- **TASK TO CARRY OUT**
What follows is a block of records; reproduce all of it verbatim.

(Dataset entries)

**********

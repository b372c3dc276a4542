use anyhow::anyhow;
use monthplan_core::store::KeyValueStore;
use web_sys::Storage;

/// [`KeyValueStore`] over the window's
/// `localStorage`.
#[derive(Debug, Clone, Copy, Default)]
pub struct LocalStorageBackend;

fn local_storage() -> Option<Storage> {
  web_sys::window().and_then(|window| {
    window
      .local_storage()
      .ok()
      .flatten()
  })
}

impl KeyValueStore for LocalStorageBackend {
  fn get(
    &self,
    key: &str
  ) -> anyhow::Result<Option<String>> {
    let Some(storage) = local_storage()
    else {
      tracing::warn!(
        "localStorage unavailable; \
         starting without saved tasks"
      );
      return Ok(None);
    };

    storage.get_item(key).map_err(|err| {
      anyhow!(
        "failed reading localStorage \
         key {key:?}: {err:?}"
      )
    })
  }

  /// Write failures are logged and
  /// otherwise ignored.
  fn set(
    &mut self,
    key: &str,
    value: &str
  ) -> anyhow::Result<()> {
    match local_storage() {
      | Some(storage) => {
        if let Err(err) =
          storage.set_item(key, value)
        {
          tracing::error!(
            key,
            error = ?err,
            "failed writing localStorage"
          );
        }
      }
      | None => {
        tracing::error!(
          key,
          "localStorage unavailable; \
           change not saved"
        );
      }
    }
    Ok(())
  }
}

**********

- **EXERCISE RESULT**
repository b372c3dc276a4542
use anyhow::anyhow;
use monthplan_core::store::KeyValueStore;
use web_sys::Storage;

/// [`KeyValueStore`] over the window's
/// `localStorage`.
#[derive(Debug, Clone, Copy, Default)]
pub struct LocalStorageBackend;

fn local_storage() -> Option<Storage> {
  web_sys::window().and_then(|window| {
    window
      .local_storage()
      .ok()
      .flatten()
  })
}

impl KeyValueStore for LocalStorageBackend {
  fn get(
    &self,
    key: &str
  ) -> anyhow::Result<Option<String>> {
    let Some(storage) = local_storage()
    else {
      tracing::warn!(
        "localStorage unavailable; \
         starting without saved tasks"
      );
      return Ok(None);
    };

    storage.get_item(key).map_err(|err| {
      anyhow!(
        "failed reading localStorage \
         key {key:?}: {err:?}"
      )
    })
  }

  /// Write failures are logged and
  /// otherwise ignored.
  fn set(
    &mut self,
    key: &str,
    value: &str
  ) -> anyhow::Result<()> {
    match local_storage() {
      | Some(storage) => {
        if let Err(err) =
          storage.set_item(key, value)
        {
          tracing::error!(
            key,
            error = ?err,
            "failed writing localStorage"
          );
        }
      }
      | None => {
        tracing::error!(
          key,
          "localStorage unavailable; \
           change not saved"
        );
      }
    }
    Ok(())
  }
}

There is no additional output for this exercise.